◆ Exercise goal:
Report back each line of the records that contains the string "LazyLock".

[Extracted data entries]

◇ ◇ ◇ ◇ ◇

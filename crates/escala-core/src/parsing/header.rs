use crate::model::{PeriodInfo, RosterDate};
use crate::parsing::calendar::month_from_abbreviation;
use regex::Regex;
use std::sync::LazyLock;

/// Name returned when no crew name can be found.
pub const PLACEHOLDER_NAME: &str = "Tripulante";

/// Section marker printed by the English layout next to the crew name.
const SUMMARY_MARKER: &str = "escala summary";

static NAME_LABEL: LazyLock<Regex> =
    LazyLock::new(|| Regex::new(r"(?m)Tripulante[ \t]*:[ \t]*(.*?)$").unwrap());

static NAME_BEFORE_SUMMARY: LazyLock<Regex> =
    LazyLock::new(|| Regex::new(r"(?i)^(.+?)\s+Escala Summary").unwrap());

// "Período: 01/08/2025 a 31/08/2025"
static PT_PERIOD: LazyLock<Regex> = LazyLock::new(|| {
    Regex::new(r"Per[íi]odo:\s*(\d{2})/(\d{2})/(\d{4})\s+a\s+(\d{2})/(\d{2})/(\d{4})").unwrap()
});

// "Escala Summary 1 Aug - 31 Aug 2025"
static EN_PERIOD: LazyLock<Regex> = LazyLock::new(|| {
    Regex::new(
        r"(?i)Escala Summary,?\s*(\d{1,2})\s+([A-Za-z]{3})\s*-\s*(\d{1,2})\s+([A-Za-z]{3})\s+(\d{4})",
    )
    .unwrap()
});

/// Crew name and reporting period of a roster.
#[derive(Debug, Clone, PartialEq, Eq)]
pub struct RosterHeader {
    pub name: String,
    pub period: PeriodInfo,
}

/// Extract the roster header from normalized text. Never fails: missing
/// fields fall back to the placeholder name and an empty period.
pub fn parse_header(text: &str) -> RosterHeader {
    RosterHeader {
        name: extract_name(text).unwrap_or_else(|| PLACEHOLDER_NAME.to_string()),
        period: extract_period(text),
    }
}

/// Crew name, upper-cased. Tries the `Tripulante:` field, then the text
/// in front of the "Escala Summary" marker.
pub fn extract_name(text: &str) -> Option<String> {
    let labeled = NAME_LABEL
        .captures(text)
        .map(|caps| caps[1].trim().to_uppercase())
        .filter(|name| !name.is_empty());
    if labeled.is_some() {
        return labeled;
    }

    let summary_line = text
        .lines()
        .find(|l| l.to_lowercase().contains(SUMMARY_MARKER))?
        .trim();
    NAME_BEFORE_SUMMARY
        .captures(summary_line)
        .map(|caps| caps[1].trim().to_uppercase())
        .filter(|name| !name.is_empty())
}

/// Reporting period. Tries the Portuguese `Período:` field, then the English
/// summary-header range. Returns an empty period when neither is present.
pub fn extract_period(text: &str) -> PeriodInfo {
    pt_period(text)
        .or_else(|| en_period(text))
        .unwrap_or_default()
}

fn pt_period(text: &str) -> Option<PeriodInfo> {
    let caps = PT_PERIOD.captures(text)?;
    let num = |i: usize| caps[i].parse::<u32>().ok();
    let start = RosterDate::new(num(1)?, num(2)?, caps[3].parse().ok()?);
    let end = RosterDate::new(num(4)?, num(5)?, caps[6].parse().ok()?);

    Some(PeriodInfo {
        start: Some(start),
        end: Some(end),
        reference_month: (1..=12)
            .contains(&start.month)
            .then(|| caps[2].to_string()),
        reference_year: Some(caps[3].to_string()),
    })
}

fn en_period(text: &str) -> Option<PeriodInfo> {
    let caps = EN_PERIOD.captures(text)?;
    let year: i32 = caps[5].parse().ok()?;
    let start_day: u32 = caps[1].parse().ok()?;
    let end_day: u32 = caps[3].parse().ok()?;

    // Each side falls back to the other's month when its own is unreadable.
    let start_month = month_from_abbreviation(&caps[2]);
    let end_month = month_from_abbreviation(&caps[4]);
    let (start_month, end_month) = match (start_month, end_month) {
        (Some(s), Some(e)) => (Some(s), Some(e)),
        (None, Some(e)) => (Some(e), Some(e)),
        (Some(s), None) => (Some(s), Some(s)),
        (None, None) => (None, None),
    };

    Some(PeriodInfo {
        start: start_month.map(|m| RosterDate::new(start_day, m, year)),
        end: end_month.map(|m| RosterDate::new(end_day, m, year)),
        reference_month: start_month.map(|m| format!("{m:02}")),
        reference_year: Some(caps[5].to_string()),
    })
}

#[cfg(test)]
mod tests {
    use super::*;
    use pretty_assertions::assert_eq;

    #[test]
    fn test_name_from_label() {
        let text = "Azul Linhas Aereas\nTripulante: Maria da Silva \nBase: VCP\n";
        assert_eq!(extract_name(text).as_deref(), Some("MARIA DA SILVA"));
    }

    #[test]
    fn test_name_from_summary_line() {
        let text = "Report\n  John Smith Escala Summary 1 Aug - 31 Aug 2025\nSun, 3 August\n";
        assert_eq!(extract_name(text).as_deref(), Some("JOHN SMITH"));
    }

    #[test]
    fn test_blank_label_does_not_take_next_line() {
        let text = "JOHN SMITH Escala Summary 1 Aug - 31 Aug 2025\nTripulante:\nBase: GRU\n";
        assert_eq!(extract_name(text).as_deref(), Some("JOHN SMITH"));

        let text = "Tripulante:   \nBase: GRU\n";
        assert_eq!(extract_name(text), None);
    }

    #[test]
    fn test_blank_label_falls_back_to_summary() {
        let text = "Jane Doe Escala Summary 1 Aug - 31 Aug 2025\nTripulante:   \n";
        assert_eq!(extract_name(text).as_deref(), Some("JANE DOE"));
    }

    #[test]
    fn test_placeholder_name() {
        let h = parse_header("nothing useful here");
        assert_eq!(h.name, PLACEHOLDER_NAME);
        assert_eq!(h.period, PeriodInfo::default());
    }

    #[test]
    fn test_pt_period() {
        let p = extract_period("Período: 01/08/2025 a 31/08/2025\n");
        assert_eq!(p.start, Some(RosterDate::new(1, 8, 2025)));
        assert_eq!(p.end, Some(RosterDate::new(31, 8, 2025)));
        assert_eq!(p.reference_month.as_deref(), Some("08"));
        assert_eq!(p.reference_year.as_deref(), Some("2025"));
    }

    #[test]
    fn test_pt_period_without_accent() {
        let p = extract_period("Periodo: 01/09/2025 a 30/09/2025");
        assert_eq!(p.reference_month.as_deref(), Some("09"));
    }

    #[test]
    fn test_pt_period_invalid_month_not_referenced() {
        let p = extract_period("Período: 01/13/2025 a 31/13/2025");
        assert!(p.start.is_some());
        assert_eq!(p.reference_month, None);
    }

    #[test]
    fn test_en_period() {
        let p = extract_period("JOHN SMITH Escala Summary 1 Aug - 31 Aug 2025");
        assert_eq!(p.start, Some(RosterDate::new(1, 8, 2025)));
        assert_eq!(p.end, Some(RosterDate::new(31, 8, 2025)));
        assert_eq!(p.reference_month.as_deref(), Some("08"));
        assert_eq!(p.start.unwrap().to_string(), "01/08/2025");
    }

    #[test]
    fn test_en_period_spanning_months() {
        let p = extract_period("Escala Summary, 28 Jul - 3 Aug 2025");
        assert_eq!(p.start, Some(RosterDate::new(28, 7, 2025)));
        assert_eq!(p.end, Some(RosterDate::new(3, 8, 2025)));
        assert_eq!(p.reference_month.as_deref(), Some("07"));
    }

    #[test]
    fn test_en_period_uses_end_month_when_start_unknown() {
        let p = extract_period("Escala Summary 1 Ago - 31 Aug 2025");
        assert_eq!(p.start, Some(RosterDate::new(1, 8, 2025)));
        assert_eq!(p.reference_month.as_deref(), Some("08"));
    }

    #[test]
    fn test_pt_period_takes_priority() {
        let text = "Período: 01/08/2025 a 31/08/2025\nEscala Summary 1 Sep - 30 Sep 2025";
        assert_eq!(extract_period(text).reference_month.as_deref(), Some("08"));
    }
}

◇ ◇ ◇ ◇ ◇

◆ Written solution:
use std::sync::LazyLock;
static NAME_LABEL: LazyLock<Regex> =
    LazyLock::new(|| Regex::new(r"(?m)Tripulante[ \t]*:[ \t]*(.*?)$").unwrap());
static NAME_BEFORE_SUMMARY: LazyLock<Regex> =
    LazyLock::new(|| Regex::new(r"(?i)^(.+?)\s+Escala Summary").unwrap());
static PT_PERIOD: LazyLock<Regex> = LazyLock::new(|| {
static EN_PERIOD: LazyLock<Regex> = LazyLock::new(|| {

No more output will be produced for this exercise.